(Dataset records)
--- START ---

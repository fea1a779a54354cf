//! The display surface the router renders into.
use super::record::Severity;
use thiserror::Error;

#[derive(Debug, Error)]
pub enum SinkError {
    #[error("render sink is no longer available")]
    Unavailable,
    #[error("render sink I/O failed: {0}")]
    Io(#[from] std::io::Error),
}

/// One line handed to a sink, already filtered and transformed.
#[derive(Debug, Clone, Copy)]
pub struct RenderLine<'a> {
    /// `None` for announcements that belong to no source.
    pub source: Option<&'a str>,
    /// `None` for announcements.
    pub severity: Option<Severity>,
    pub markup: &'a str,
}

/// A surface accepting "append one record" and "clear all".
///
/// The sink is not owned by anything outside the router, but its backing
/// surface may go away at any time; `is_alive` reports that.
pub trait RenderSink {
    fn is_alive(&self) -> bool {
        true
    }

    /// Appends a line. With `follow` set the view should scroll to it.
    fn append(&mut self, line: &RenderLine<'_>, follow: bool) -> Result<(), SinkError>;

    fn clear(&mut self) -> Result<(), SinkError>;
}

/// A line captured by `MemorySink`.
#[derive(Debug, Clone, PartialEq, Eq)]
pub struct CapturedLine {
    pub source: Option<String>,
    pub severity: Option<Severity>,
    pub markup: String,
}

/// An in-memory sink, used headless and in tests.
#[derive(Debug, Clone)]
pub struct MemorySink {
    lines: Vec<CapturedLine>,
    alive: bool,
    clears: usize,
    followed: usize,
}

impl Default for MemorySink {
    fn default() -> Self {
        Self::new()
    }
}

impl MemorySink {
    pub fn new() -> Self {
        Self {
            lines: Vec::new(),
            alive: true,
            clears: 0,
            followed: 0,
        }
    }

    pub fn lines(&self) -> &[CapturedLine] {
        &self.lines
    }

    /// The markup of every captured line, in order.
    pub fn texts(&self) -> Vec<&str> {
        self.lines.iter().map(|l| l.markup.as_str()).collect()
    }

    /// How many times the sink was cleared.
    pub fn clears(&self) -> usize {
        self.clears
    }

    /// How many appends asked the view to follow.
    pub fn followed(&self) -> usize {
        self.followed
    }

    /// Simulates the backing surface being torn down.
    pub fn destroy(&mut self) {
        self.alive = false;
    }
}

impl RenderSink for MemorySink {
    fn is_alive(&self) -> bool {
        self.alive
    }

    fn append(&mut self, line: &RenderLine<'_>, follow: bool) -> Result<(), SinkError> {
        if !self.alive {
            return Err(SinkError::Unavailable);
        }
        if follow {
            self.followed += 1;
        }
        self.lines.push(CapturedLine {
            source: line.source.map(str::to_string),
            severity: line.severity,
            markup: line.markup.to_string(),
        });
        Ok(())
    }

    fn clear(&mut self) -> Result<(), SinkError> {
        if !self.alive {
            return Err(SinkError::Unavailable);
        }
        self.clears += 1;
        self.lines.clear();
        Ok(())
    }
}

--- END ---

▶ [TASK ITEM]: Nothing should be changed: write out all of the data as is.

▶ [RESPONSE BELOW]:
repository fea1a779a54354cf
//! The display surface the router renders into.
use super::record::Severity;
use thiserror::Error;

#[derive(Debug, Error)]
pub enum SinkError {
    #[error("render sink is no longer available")]
    Unavailable,
    #[error("render sink I/O failed: {0}")]
    Io(#[from] std::io::Error),
}

/// One line handed to a sink, already filtered and transformed.
#[derive(Debug, Clone, Copy)]
pub struct RenderLine<'a> {
    /// `None` for announcements that belong to no source.
    pub source: Option<&'a str>,
    /// `None` for announcements.
    pub severity: Option<Severity>,
    pub markup: &'a str,
}

/// A surface accepting "append one record" and "clear all".
///
/// The sink is not owned by anything outside the router, but its backing
/// surface may go away at any time; `is_alive` reports that.
pub trait RenderSink {
    fn is_alive(&self) -> bool {
        true
    }

    /// Appends a line. With `follow` set the view should scroll to it.
    fn append(&mut self, line: &RenderLine<'_>, follow: bool) -> Result<(), SinkError>;

    fn clear(&mut self) -> Result<(), SinkError>;
}

/// A line captured by `MemorySink`.
#[derive(Debug, Clone, PartialEq, Eq)]
pub struct CapturedLine {
    pub source: Option<String>,
    pub severity: Option<Severity>,
    pub markup: String,
}

/// An in-memory sink, used headless and in tests.
#[derive(Debug, Clone)]
pub struct MemorySink {
    lines: Vec<CapturedLine>,
    alive: bool,
    clears: usize,
    followed: usize,
}

impl Default for MemorySink {
    fn default() -> Self {
        Self::new()
    }
}

impl MemorySink {
    pub fn new() -> Self {
        Self {
            lines: Vec::new(),
            alive: true,
            clears: 0,
            followed: 0,
        }
    }

    pub fn lines(&self) -> &[CapturedLine] {
        &self.lines
    }

    /// The markup of every captured line, in order.
    pub fn texts(&self) -> Vec<&str> {
        self.lines.iter().map(|l| l.markup.as_str()).collect()
    }

    /// How many times the sink was cleared.
    pub fn clears(&self) -> usize {
        self.clears
    }

    /// How many appends asked the view to follow.
    pub fn followed(&self) -> usize {
        self.followed
    }

    /// Simulates the backing surface being torn down.
    pub fn destroy(&mut self) {
        self.alive = false;
    }
}

impl RenderSink for MemorySink {
    fn is_alive(&self) -> bool {
        self.alive
    }

    fn append(&mut self, line: &RenderLine<'_>, follow: bool) -> Result<(), SinkError> {
        if !self.alive {
            return Err(SinkError::Unavailable);
        }
        if follow {
            self.followed += 1;
        }
        self.lines.push(CapturedLine {
            source: line.source.map(str::to_string),
            severity: line.severity,
            markup: line.markup.to_string(),
        });
        Ok(())
    }

    fn clear(&mut self) -> Result<(), SinkError> {
        if !self.alive {
            return Err(SinkError::Unavailable);
        }
        self.clears += 1;
        self.lines.clear();
        Ok(())
    }
}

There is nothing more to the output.